September 22nd, 2015
I recently had an interesting discussion with Vic in Australia. Vic was looking for some training as an architectural photographer. Vic said:
Shooting real estate is not very inspiring, shooting typically boring and ugly boxes. To be honest, I probably spend more time cleaning up people’s crap than actually photographing!
I was charging $100-$200 for my shoots and I ended up getting undercut by some Chinese guys offering it for $75-80. I couldn’t understand how they could sustain that, but found out all they were doing was the photography. Apparently, they outsourced the post-processing work to PS experts in China for a very low fee. The quality of the post-processing was probably better than what I could achieve. So all they had to do is shoot, so this is how they made it viable.
So Vic wants to do “architectural photography” since it pays much more and was more interesting. My point of view is that the difference between real estate photography and architectural photography is just who you are shooting for. Architectural photography is when your client is an architect or interior designer that have had training in the visual arts and is working on projects that require a much higher level of quality of photographic quality than most real estate photographers can do. So what you need to do to work as an architectural photography what you need to shoot a lot of real estate and work hard at raising the level of your work until it is acceptable to architects and designers.

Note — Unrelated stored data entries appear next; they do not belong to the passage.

//! Agent routing spec data model
//!
//! Specs are immutable values. Construction goes through
//! [`AgentRoutingSpecBuilder::build`] or [`AgentRoutingSpec::validate`], which
//! enforce the invariants in one place: non-blank name and version and at least
//! one address.

use serde::{Deserialize, Serialize};
use std::collections::BTreeSet;
use thiserror::Error;

/// Candidate set of agents; ordered by name so iteration is deterministic
pub type AgentSpecSet = BTreeSet<AgentRoutingSpec>;

/// A routable agent and what it can do
#[derive(Debug, Clone, PartialEq, Eq, PartialOrd, Ord, Hash, Serialize, Deserialize)]
pub struct AgentRoutingSpec {
    /// Unique key within a candidate set
    pub name: String,
    pub description: String,
    pub version: String,
    #[serde(default)]
    pub capabilities: BTreeSet<Capability>,
    pub addresses: BTreeSet<Address>,
}

/// A declared capability of an agent
#[derive(Debug, Clone, PartialEq, Eq, PartialOrd, Ord, Hash, Serialize, Deserialize)]
pub struct Capability {
    pub name: String,
    pub description: String,
    pub version: String,
}

/// How to reach an agent once it is chosen
#[derive(Debug, Clone, PartialEq, Eq, PartialOrd, Ord, Hash, Serialize, Deserialize)]
pub struct Address {
    #[serde(default = "default_protocol")]
    pub protocol: String,
    pub uri: String,
}

fn default_protocol() -> String {
    "http".to_string()
}

impl Address {
    /// Address using the default `http` protocol
    pub fn new<S: Into<String>>(uri: S) -> Self {
        Self {
            protocol: default_protocol(),
            uri: uri.into(),
        }
    }

    pub fn with_protocol<P: Into<String>, S: Into<String>>(protocol: P, uri: S) -> Self {
        Self {
            protocol: protocol.into(),
            uri: uri.into(),
        }
    }
}

impl Capability {
    pub fn new<N, D, V>(name: N, description: D, version: V) -> Self
    where
        N: Into<String>,
        D: Into<String>,
        V: Into<String>,
    {
        Self {
            name: name.into(),
            description: description.into(),
            version: version.into(),
        }
    }
}

/// Invariant violations when building or loading a spec
#[derive(Debug, Clone, PartialEq, Eq, Error)]
pub enum SpecValidationError {
    #[error("name cannot be blank")]
    BlankName,
    #[error("version cannot be blank (agent '{0}')")]
    BlankVersion(String),
    #[error("address cannot be empty (agent '{0}')")]
    NoAddresses(String),
}

impl AgentRoutingSpec {
    pub fn builder() -> AgentRoutingSpecBuilder {
        AgentRoutingSpecBuilder::default()
    }

    /// Check the construction invariants
    pub fn validate(&self) -> Result<(), SpecValidationError> {
        if self.name.trim().is_empty() {
            return Err(SpecValidationError::BlankName);
        }
        if self.version.trim().is_empty() {
            return Err(SpecValidationError::BlankVersion(self.name.clone()));
        }
        if self.addresses.is_empty() {
            return Err(SpecValidationError::NoAddresses(self.name.clone()));
        }
        Ok(())
    }
}

/// Fluent builder for [`Capability`]
#[derive(Debug, Clone, Default)]
pub struct CapabilityBuilder {
    name: String,
    description: String,
    version: String,
}

impl CapabilityBuilder {
    pub fn name<S: Into<String>>(mut self, name: S) -> Self {
        self.name = name.into();
        self
    }

    pub fn description<S: Into<String>>(mut self, description: S) -> Self {
        self.description = description.into();
        self
    }

    pub fn version<S: Into<String>>(mut self, version: S) -> Self {
        self.version = version.into();
        self
    }

    pub fn build(self) -> Capability {
        Capability {
            name: self.name,
            description: self.description,
            version: self.version,
        }
    }
}

/// Fluent builder for [`AgentRoutingSpec`] that fails fast on invalid input
#[derive(Debug, Clone, Default)]
pub struct AgentRoutingSpecBuilder {
    name: String,
    description: String,
    version: String,
    capabilities: BTreeSet<Capability>,
    addresses: BTreeSet<Address>,
}

impl AgentRoutingSpecBuilder {
    pub fn name<S: Into<String>>(mut self, name: S) -> Self {
        self.name = name.into();
        self
    }

    pub fn description<S: Into<String>>(mut self, description: S) -> Self {
        self.description = description.into();
        self
    }

    pub fn version<S: Into<String>>(mut self, version: S) -> Self {
        self.version = version.into();
        self
    }

    pub fn address(mut self, address: Address) -> Self {
        self.addresses.insert(address);
        self
    }

    pub fn add_capability(mut self, capability: Capability) -> Self {
        self.capabilities.insert(capability);
        self
    }

    pub fn build(self) -> Result<AgentRoutingSpec, SpecValidationError> {
        let spec = AgentRoutingSpec {
            name: self.name,
            description: self.description,
            version: self.version,
            capabilities: self.capabilities,
            addresses: self.addresses,
        };
        spec.validate()?;
        Ok(spec)
    }
}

To be clear, I’m not basing this on any personal experience. I’ve never shot for anyone but real estate agents. I’m basing this on what I see others do. Everyone that I know of that shoots for architects and designers and does a very high level of work has started out by shooting real estate photography for a number of years. It appears to be how you raise the level of your work and get really good in interior photography. Moving to architectural photography is a growth path for real estate photographers.
So my advice to Vic is that you can’t just take a class in architectural photography to get there. You need to build your skills in interior photography and the way to do that is to shoot real estate photography and get a lot of practice. Any architectural shooters out there that can confirm this?